The answer is all of the data, repeated exactly.

**Exercise input:**
------

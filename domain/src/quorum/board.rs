//! Job-wide consensus state
//!
//! A [`ConsensusBoard`] owns one [`QuestionTally`] per question for the
//! duration of a solve job, resolves vote weights from the enabled model
//! specs, and answers the early-stop and finalization queries the
//! orchestrator needs. Accumulation is commutative: the board's final state
//! does not depend on the order in which calls complete (ties keep the
//! first-seen leader, the one documented exception).

use std::collections::{BTreeMap, HashMap};

use serde::{Deserialize, Serialize};

use crate::core::{ModelSpec, Question};

use super::tally::QuestionTally;
use super::vote::VoteSource;

/// All tallies for one solve job
#[derive(Debug, Clone, Serialize, Deserialize)]
pub struct ConsensusBoard {
    tallies: BTreeMap<String, QuestionTally>,
    /// Vote weight per model key
    weights: HashMap<String, u32>,
    /// Weighted vote total each question expects
    expected_votes: u32,
}

impl ConsensusBoard {
    /// Create an empty board for `questions`, with the expectation sized
    /// from the enabled `specs` (sum of `max_calls_per_job x weight`).
    pub fn new(questions: &[Question], specs: &[ModelSpec]) -> Self {
        let expected_votes = specs.iter().map(ModelSpec::expected_weighted_votes).sum();
        let weights = specs
            .iter()
            .map(|s| (s.key.clone(), s.weight))
            .collect();
        let tallies = questions
            .iter()
            .map(|q| {
                (
                    q.id().to_string(),
                    QuestionTally::new(q.option_keys().collect(), expected_votes),
                )
            })
            .collect();

        Self {
            tallies,
            weights,
            expected_votes,
        }
    }

    /// Record one vote; the weight comes from the source's model spec
    /// (fallback votes weigh 1, as do votes from unknown model keys).
    ///
    /// Returns `false` when the question is unknown or the option letter is
    /// outside the question's key set.
    pub fn record_vote(&mut self, question_id: &str, option: char, source: &VoteSource) -> bool {
        let weight = match source.model_key() {
            Some(key) => self.weights.get(key).copied().unwrap_or(1),
            None => 1,
        };
        match self.tallies.get_mut(question_id) {
            Some(tally) => tally.record(option, source.label(), weight),
            None => false,
        }
    }

    /// Finalize every tally, injecting fallback votes until each question
    /// resolves. Returns the total number of votes injected.
    pub fn finalize_all(&mut self) -> u32 {
        self.tallies.values_mut().map(QuestionTally::finalize).sum()
    }

    /// Whether every question's leader confidence has reached `percent`
    pub fn all_above(&self, percent: f64) -> bool {
        self.tallies
            .values()
            .all(|t| t.confidence_percent() >= percent)
    }

    /// Whether every question has met its expected vote total
    pub fn is_fully_resolved(&self) -> bool {
        self.tallies.values().all(QuestionTally::is_resolved)
    }

    /// Current leading answer per question (questions with no votes yet are
    /// omitted)
    pub fn answers(&self) -> BTreeMap<String, char> {
        self.tallies
            .iter()
            .filter_map(|(id, t)| t.leading_option().map(|o| (id.clone(), o)))
            .collect()
    }

    pub fn tally(&self, question_id: &str) -> Option<&QuestionTally> {
        self.tallies.get(question_id)
    }

    pub fn tallies(&self) -> &BTreeMap<String, QuestionTally> {
        &self.tallies
    }

    pub fn expected_votes(&self) -> u32 {
        self.expected_votes
    }

    pub fn question_count(&self) -> usize {
        self.tallies.len()
    }
}

#[cfg(test)]
mod tests {
    use super::*;

    fn questions() -> Vec<Question> {
        vec![
            Question::new("q1", "First?", vec!["a", "b", "c"]),
            Question::new("q2", "Second?", vec!["a", "b"]),
        ]
    }

    fn specs() -> Vec<ModelSpec> {
        vec![
            ModelSpec::new("pro", "gemini-2.5-pro")
                .with_max_calls(1)
                .with_weight(3),
            ModelSpec::new("flash", "gemini-2.5-flash")
                .with_max_calls(2)
                .with_weight(1),
        ]
    }

    #[test]
    fn test_expected_votes_sums_specs() {
        let board = ConsensusBoard::new(&questions(), &specs());
        // 1x3 + 2x1
        assert_eq!(board.expected_votes(), 5);
    }

    #[test]
    fn test_weight_resolved_from_source() {
        let mut board = ConsensusBoard::new(&questions(), &specs());
        board.record_vote("q1", 'A', &VoteSource::model("pro", 0));
        board.record_vote("q1", 'B', &VoteSource::model("flash", 0));
        board.record_vote("q1", 'B', &VoteSource::model("flash", 1));

        let tally = board.tally("q1").unwrap();
        // 3 > 2: the weighted vote leads
        assert_eq!(tally.leading_option(), Some('A'));
        assert!((tally.confidence_percent() - 60.0).abs() < f64::EPSILON);
    }

    #[test]
    fn test_unknown_model_key_weighs_one() {
        let mut board = ConsensusBoard::new(&questions(), &specs());
        board.record_vote("q1", 'C', &VoteSource::model("stranger", 0));
        assert_eq!(board.tally("q1").unwrap().weight_for('C'), 1);
    }

    #[test]
    fn test_unknown_question_rejected() {
        let mut board = ConsensusBoard::new(&questions(), &specs());
        assert!(!board.record_vote("q9", 'A', &VoteSource::Fallback));
    }

    #[test]
    fn test_finalize_all_resolves_everything() {
        let mut board = ConsensusBoard::new(&questions(), &specs());
        board.record_vote("q1", 'B', &VoteSource::model("pro", 0));

        let injected = board.finalize_all();
        // q1 needs 2 more, q2 needs all 5
        assert_eq!(injected, 7);
        assert!(board.is_fully_resolved());

        // Every leader is a member of its question's key set
        for (id, tally) in board.tallies() {
            let leader = tally.leading_option().unwrap();
            assert!(
                tally.option_keys().contains(&leader),
                "{}: leader {} outside key set",
                id,
                leader
            );
        }
    }

    #[test]
    fn test_answers_snapshot() {
        let mut board = ConsensusBoard::new(&questions(), &specs());
        board.record_vote("q2", 'B', &VoteSource::model("flash", 0));

        let answers = board.answers();
        assert_eq!(answers.get("q2"), Some(&'B'));
        assert!(!answers.contains_key("q1"));
    }

    #[test]
    fn test_all_above_threshold() {
        let mut board = ConsensusBoard::new(&questions(), &specs());
        assert!(!board.all_above(50.0));

        board.record_vote("q1", 'A', &VoteSource::model("pro", 0));
        board.record_vote("q2", 'A', &VoteSource::model("pro", 0));
        // 3/5 = 60% each
        assert!(board.all_above(50.0));
        assert!(!board.all_above(80.0));
    }
}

------

**Answer box:**
filename domain/src/quorum/board.rs
//! Job-wide consensus state
//!
//! A [`ConsensusBoard`] owns one [`QuestionTally`] per question for the
//! duration of a solve job, resolves vote weights from the enabled model
//! specs, and answers the early-stop and finalization queries the
//! orchestrator needs. Accumulation is commutative: the board's final state
//! does not depend on the order in which calls complete (ties keep the
//! first-seen leader, the one documented exception).

use std::collections::{BTreeMap, HashMap};

use serde::{Deserialize, Serialize};

use crate::core::{ModelSpec, Question};

use super::tally::QuestionTally;
use super::vote::VoteSource;

/// All tallies for one solve job
#[derive(Debug, Clone, Serialize, Deserialize)]
pub struct ConsensusBoard {
    tallies: BTreeMap<String, QuestionTally>,
    /// Vote weight per model key
    weights: HashMap<String, u32>,
    /// Weighted vote total each question expects
    expected_votes: u32,
}

impl ConsensusBoard {
    /// Create an empty board for `questions`, with the expectation sized
    /// from the enabled `specs` (sum of `max_calls_per_job x weight`).
    pub fn new(questions: &[Question], specs: &[ModelSpec]) -> Self {
        let expected_votes = specs.iter().map(ModelSpec::expected_weighted_votes).sum();
        let weights = specs
            .iter()
            .map(|s| (s.key.clone(), s.weight))
            .collect();
        let tallies = questions
            .iter()
            .map(|q| {
                (
                    q.id().to_string(),
                    QuestionTally::new(q.option_keys().collect(), expected_votes),
                )
            })
            .collect();

        Self {
            tallies,
            weights,
            expected_votes,
        }
    }

    /// Record one vote; the weight comes from the source's model spec
    /// (fallback votes weigh 1, as do votes from unknown model keys).
    ///
    /// Returns `false` when the question is unknown or the option letter is
    /// outside the question's key set.
    pub fn record_vote(&mut self, question_id: &str, option: char, source: &VoteSource) -> bool {
        let weight = match source.model_key() {
            Some(key) => self.weights.get(key).copied().unwrap_or(1),
            None => 1,
        };
        match self.tallies.get_mut(question_id) {
            Some(tally) => tally.record(option, source.label(), weight),
            None => false,
        }
    }

    /// Finalize every tally, injecting fallback votes until each question
    /// resolves. Returns the total number of votes injected.
    pub fn finalize_all(&mut self) -> u32 {
        self.tallies.values_mut().map(QuestionTally::finalize).sum()
    }

    /// Whether every question's leader confidence has reached `percent`
    pub fn all_above(&self, percent: f64) -> bool {
        self.tallies
            .values()
            .all(|t| t.confidence_percent() >= percent)
    }

    /// Whether every question has met its expected vote total
    pub fn is_fully_resolved(&self) -> bool {
        self.tallies.values().all(QuestionTally::is_resolved)
    }

    /// Current leading answer per question (questions with no votes yet are
    /// omitted)
    pub fn answers(&self) -> BTreeMap<String, char> {
        self.tallies
            .iter()
            .filter_map(|(id, t)| t.leading_option().map(|o| (id.clone(), o)))
            .collect()
    }

    pub fn tally(&self, question_id: &str) -> Option<&QuestionTally> {
        self.tallies.get(question_id)
    }

    pub fn tallies(&self) -> &BTreeMap<String, QuestionTally> {
        &self.tallies
    }

    pub fn expected_votes(&self) -> u32 {
        self.expected_votes
    }

    pub fn question_count(&self) -> usize {
        self.tallies.len()
    }
}

#[cfg(test)]
mod tests {
    use super::*;

    fn questions() -> Vec<Question> {
        vec![
            Question::new("q1", "First?", vec!["a", "b", "c"]),
            Question::new("q2", "Second?", vec!["a", "b"]),
        ]
    }

    fn specs() -> Vec<ModelSpec> {
        vec![
            ModelSpec::new("pro", "gemini-2.5-pro")
                .with_max_calls(1)
                .with_weight(3),
            ModelSpec::new("flash", "gemini-2.5-flash")
                .with_max_calls(2)
                .with_weight(1),
        ]
    }

    #[test]
    fn test_expected_votes_sums_specs() {
        let board = ConsensusBoard::new(&questions(), &specs());
        // 1x3 + 2x1
        assert_eq!(board.expected_votes(), 5);
    }

    #[test]
    fn test_weight_resolved_from_source() {
        let mut board = ConsensusBoard::new(&questions(), &specs());
        board.record_vote("q1", 'A', &VoteSource::model("pro", 0));
        board.record_vote("q1", 'B', &VoteSource::model("flash", 0));
        board.record_vote("q1", 'B', &VoteSource::model("flash", 1));

        let tally = board.tally("q1").unwrap();
        // 3 > 2: the weighted vote leads
        assert_eq!(tally.leading_option(), Some('A'));
        assert!((tally.confidence_percent() - 60.0).abs() < f64::EPSILON);
    }

    #[test]
    fn test_unknown_model_key_weighs_one() {
        let mut board = ConsensusBoard::new(&questions(), &specs());
        board.record_vote("q1", 'C', &VoteSource::model("stranger", 0));
        assert_eq!(board.tally("q1").unwrap().weight_for('C'), 1);
    }

    #[test]
    fn test_unknown_question_rejected() {
        let mut board = ConsensusBoard::new(&questions(), &specs());
        assert!(!board.record_vote("q9", 'A', &VoteSource::Fallback));
    }

    #[test]
    fn test_finalize_all_resolves_everything() {
        let mut board = ConsensusBoard::new(&questions(), &specs());
        board.record_vote("q1", 'B', &VoteSource::model("pro", 0));

        let injected = board.finalize_all();
        // q1 needs 2 more, q2 needs all 5
        assert_eq!(injected, 7);
        assert!(board.is_fully_resolved());

        // Every leader is a member of its question's key set
        for (id, tally) in board.tallies() {
            let leader = tally.leading_option().unwrap();
            assert!(
                tally.option_keys().contains(&leader),
                "{}: leader {} outside key set",
                id,
                leader
            );
        }
    }

    #[test]
    fn test_answers_snapshot() {
        let mut board = ConsensusBoard::new(&questions(), &specs());
        board.record_vote("q2", 'B', &VoteSource::model("flash", 0));

        let answers = board.answers();
        assert_eq!(answers.get("q2"), Some(&'B'));
        assert!(!answers.contains_key("q1"));
    }

    #[test]
    fn test_all_above_threshold() {
        let mut board = ConsensusBoard::new(&questions(), &specs());
        assert!(!board.all_above(50.0));

        board.record_vote("q1", 'A', &VoteSource::model("pro", 0));
        board.record_vote("q2", 'A', &VoteSource::model("pro", 0));
        // 3/5 = 60% each
        assert!(board.all_above(50.0));
        assert!(!board.all_above(80.0));
    }
}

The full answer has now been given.